• Requirement
Search the records for the string "ContentType", then copy each line where it appears.

• Available data
*** Begin section ***
//! Reporter-weighted flag counts for auto-hide thresholds.

use crate::{
    db::Db,
    error::ModerationError,
    models::ContentType,
    moderation::trust::get_flag_weight,
    store::{flags, users},
};

/// Weight given to flags raised by the system reporter.
const SYSTEM_FLAG_WEIGHT: f64 = 1.0;

#[derive(Clone)]
pub struct FlagWeighting {
    db: Db,
    system_reporter_id: i64,
}

impl FlagWeighting {
    pub fn new(db: Db, system_reporter_id: i64) -> Self {
        Self {
            db,
            system_reporter_id,
        }
    }

    /// How many flags one report from this user counts as.
    pub async fn weight_for(&self, reporter_id: i64) -> Result<f64, ModerationError> {
        if reporter_id == self.system_reporter_id {
            return Ok(SYSTEM_FLAG_WEIGHT);
        }
        let mut conn = self.db.acquire().await?;
        let reporter = users::get(&mut conn, reporter_id)
            .await?
            .ok_or(ModerationError::NotFound("user"))?;
        Ok(get_flag_weight(reporter.trust_score))
    }

    /// Sum of reporter weights over the pending flags on a piece of content, for
    /// comparison against an auto-hide threshold.
    pub async fn weighted_flag_count(
        &self,
        content_type: ContentType,
        content_id: i64,
    ) -> Result<f64, ModerationError> {
        let mut conn = self.db.acquire().await?;
        let reporters = flags::pending_reporters(&mut conn, content_type, content_id).await?;
        Ok(reporters
            .into_iter()
            .map(|(reporter_id, score)| {
                if reporter_id == self.system_reporter_id {
                    SYSTEM_FLAG_WEIGHT
                } else {
                    get_flag_weight(score)
                }
            })
            .sum())
    }
}

#[cfg(test)]
mod tests {
    use chrono::Duration;

    use super::*;
    use crate::{clock::Clock as _, tests::TestDb};

    #[tokio::test]
    async fn weights_follow_reporter_trust() {
        let t = TestDb::new().await.unwrap();
        let weighting = &t.moderation.weighting;

        // Fresh accounts sit at 50.
        let average = t.create_user("average", t.clock.now()).await.unwrap();
        assert_eq!(weighting.weight_for(average).await.unwrap(), 1.0);

        let trusted = t
            .create_user("trusted", t.clock.now() - Duration::days(365))
            .await
            .unwrap();
        for _ in 0..5 {
            _ = t.moderation.trust.record_report_validated(trusted).await.unwrap();
        }
        // 50 + 20 + 10 = 80.
        assert_eq!(weighting.weight_for(trusted).await.unwrap(), 1.25);

        let flagged = t.create_user("flagged", t.clock.now()).await.unwrap();
        for _ in 0..3 {
            _ = t.moderation.trust.record_flag_upheld(flagged).await.unwrap();
        }
        // 50 - 30 = 20.
        assert_eq!(weighting.weight_for(flagged).await.unwrap(), 0.5);

        assert_eq!(weighting.weight_for(t.system_user).await.unwrap(), 1.0);
    }

    #[tokio::test]
    async fn pending_flags_are_summed_by_weight() {
        let t = TestDb::new().await.unwrap();
        let author = t.create_user("author", t.clock.now()).await.unwrap();
        let idea = t.create_idea(author, "approved").await.unwrap();

        let average = t.create_user("average", t.clock.now()).await.unwrap();
        let flagged = t.create_user("flagged", t.clock.now()).await.unwrap();
        for _ in 0..3 {
            _ = t.moderation.trust.record_flag_upheld(flagged).await.unwrap();
        }

        t.create_flag(ContentType::Idea, idea, average).await.unwrap();
        t.create_flag(ContentType::Idea, idea, flagged).await.unwrap();
        t.create_flag(ContentType::Idea, idea, t.system_user).await.unwrap();
        // A flag on some other content does not count.
        t.create_flag(ContentType::Comment, idea, average).await.unwrap();

        let total = t
            .moderation
            .weighting
            .weighted_flag_count(ContentType::Idea, idea)
            .await
            .unwrap();
        assert_eq!(total, 2.5);
    }
}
*** End section ***
• Response to this exercise
    models::ContentType,
        content_type: ContentType,
        t.create_flag(ContentType::Idea, idea, average).await.unwrap();
        t.create_flag(ContentType::Idea, idea, flagged).await.unwrap();
        t.create_flag(ContentType::Idea, idea, t.system_user).await.unwrap();
        t.create_flag(ContentType::Comment, idea, average).await.unwrap();
            .weighted_flag_count(ContentType::Idea, idea)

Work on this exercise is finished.